The county Board of Appeals unanimously approved last night a proposed 147-unit retirement community at Route 144 and Marriottsville Road, over the objections of residents who fear the plan will set a bad precedent for the county's rural west.
"Concerns about this not fitting in the neighborhood may be justified to a certain extent, but there's nothing in the regulations that prevents it," said board member Bill Waff.
The proposal by developers Brantly Corp. and Landsource Ltd. calls for 75 single-family homes and 72 attached units on 73 acres. It has drawn close attention because the site is just outside the boundary of the county's public sewer area, which is meant to divide the county's developed east from its rural west.
The site is also very near Doughoregan Manor, the home of founding father Charles Carroll.
Opponents worry that it will put further pressure on the manor's owners to sell some of their 860 acres for development when a historic easement on the estate expires in 2007.
"The county must look carefully at approving this with a national treasure so close by," said Ellicott City resident Ann Jones. "Immeasurable and irreparable harm could impact [the manor]."
The developers' lawyer, Richard B. Talkin, agreed that after 2007, "Doughoregan Manor could be developed according to its zoning."
Building senior housing on the site will allow the developers to build about twice as many units as they would have been allowed were they building regular single-family homes.
The developers initially hadhoped the county would extend sewer lines to the site.
They noted that it is served by public water, which was brought to Marriottsville 10 years ago after concerns arose about well contamination from the Alpha Ridge landfill.
Discovering that they lacked county support to extend public sewer to the site, the developers produced an alternate plan: a multi- user septic system in one 11-acre corner of the site that would handle the wastewater from all 147 homes.
The system would be the largest of its kind in the county.
This failed to appease the plan's critics, who argue that allowing a high-density development served by a large septic system in the county's western area would defeat the purpose of the public sewer area boundary.
Health officials' view
County health officials have expressed doubts about whether such a large system would work on the site, noting that neighbors have had trouble with their septic systems.
Last night, Jones predicted that if the septic system does fail, the county would be forced to extend sewer lines to the site, as the developers wanted.
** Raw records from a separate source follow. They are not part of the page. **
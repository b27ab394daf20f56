//! Score plugin backed by an external oracle.
//!
//! PreScore sends the pod identity and all candidate nodes to the oracle in
//! one request and stores the returned per-node scores in the cycle state.
//! Score only reads that map. Any oracle failure degrades to "no
//! preference": nothing is stored and every node scores 0.

use std::collections::HashMap;
use std::sync::Arc;

use async_trait::async_trait;
use tokio_util::sync::CancellationToken;

use crate::cache::FrameworkHandle;
use crate::config::{AiScoreArgs, LabelGate};
use crate::cycle_state::{CycleState, ReadError, StateData};
use crate::error::{OracleError, PluginError};
use crate::models::{NodeInfo, PodInfo};
use crate::oracle::model::{InstanceAllocationRequest, InstanceAllocationResponse, InstanceInfo};
use crate::oracle::{HttpOracle, ScoreOracle};
use crate::plugins::{Plugin, PreScorePlugin, ScorePlugin, ScoringPlugin, Status};

/// Name is the name of the plugin used in the registry and configurations.
pub const NAME: &str = "AiScore";
const AI_SCORE_PRE_SCORE_KEY: &str = "PreScoreAiScore";
/// Score given to nodes the oracle has no opinion about.
pub const NEUTRAL_SCORE: i64 = 0;

const APP_LABEL: &str = "app";
const APP_ID_LABEL: &str = "appid";
const ENV_LABEL: &str = "env";
const IP_LABEL: &str = "ip";

/// Per-node scores computed at PreScore and read at Score.
#[derive(Clone, Debug, Default)]
pub struct AiScoreState {
    scores: Arc<HashMap<String, i64>>,
}

impl AiScoreState {
    pub fn get(&self, node_name: &str) -> Option<i64> {
        self.scores.get(node_name).copied()
    }

    pub fn len(&self) -> usize {
        self.scores.len()
    }

    pub fn is_empty(&self) -> bool {
        self.scores.is_empty()
    }
}

impl StateData for AiScoreState {
    fn clone_state(&self) -> Box<dyn StateData> {
        // The map is never mutated after PreScore, sharing it is enough.
        Box::new(self.clone())
    }
}

impl From<HashMap<String, i64>> for AiScoreState {
    fn from(scores: HashMap<String, i64>) -> Self {
        Self {
            scores: Arc::new(scores),
        }
    }
}

pub struct AiScore {
    args: AiScoreArgs,
    handle: Arc<dyn FrameworkHandle>,
    oracle: Arc<dyn ScoreOracle>,
}

impl AiScore {
    /// Initializes a new plugin. No network I/O happens here.
    pub fn new(
        configuration: Option<&serde_yaml::Value>,
        handle: Arc<dyn FrameworkHandle>,
    ) -> Result<Self, PluginError> {
        let args = AiScoreArgs::decode(configuration)?;
        let oracle = Arc::new(HttpOracle::from_args(&args)?);
        Ok(Self::with_oracle(args, handle, oracle))
    }

    pub fn with_oracle(
        args: AiScoreArgs,
        handle: Arc<dyn FrameworkHandle>,
        oracle: Arc<dyn ScoreOracle>,
    ) -> Self {
        Self {
            args,
            handle,
            oracle,
        }
    }

    fn build_request(&self, pod: &PodInfo, nodes: &[NodeInfo]) -> InstanceAllocationRequest {
        let labels = &pod.labels;
        InstanceAllocationRequest {
            env: self.args.env.clone(),
            ins_info: InstanceInfo {
                env: labels.get_or_default(ENV_LABEL).to_string(),
                app: labels.get_or_default(APP_LABEL).to_string(),
                app_id: labels.get_or_default(APP_ID_LABEL).to_string(),
                ip: labels.get_or_default(IP_LABEL).to_string(),
                node_ip: nodes.iter().map(|n| n.name.clone()).collect(),
            },
        }
    }

    /// Turns an oracle answer into the cycle score map.
    /// `None` when the answer carries no usable scores.
    fn to_state(&self, resp: InstanceAllocationResponse) -> Option<AiScoreState> {
        if resp.code != self.args.success_code {
            log::warn!(
                "oracle returned code {} ({:?}), expected {}",
                resp.code,
                resp.message,
                self.args.success_code
            );
            return None;
        }
        if resp.data.node_scores.is_empty() {
            log::debug!("oracle returned no node scores for app {:?}", resp.data.app);
            return None;
        }
        let scores: HashMap<String, i64> = resp
            .data
            .node_scores
            .into_iter()
            .map(|s| (s.ip, s.score))
            .collect();
        Some(scores.into())
    }

    async fn query_oracle(
        &self,
        ctx: &CancellationToken,
        request: &InstanceAllocationRequest,
    ) -> Result<InstanceAllocationResponse, OracleError> {
        tokio::select! {
            _ = ctx.cancelled() => Err(OracleError::Cancelled),
            resp = self.oracle.fetch_scores(request) => resp,
        }
    }
}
"If serious problems develop and 147 seniors are without sewer service, is it rational to assume a future County Council would deny them sewer service?" she said.
Board members said they also had concerns about the site's septic system, but that it will be up to health officials to approve that.
Speculation on impact
As for Doughoregan Manor, board member James W. Pfefferkorn noted that it was "pure speculation" to predict how the retirement community would affect the fate of the estate.
Pfefferkorn wanted the developers to make one concession to local conservation: He requested that they keep a stone mile marker on the site that dates to when Frederick Road (Route 144) was the National Pike.
"It's historic," Pfefferkorn said.
Board member Pat Patterson agreed.
"It could be part of the [retirement] community," he said.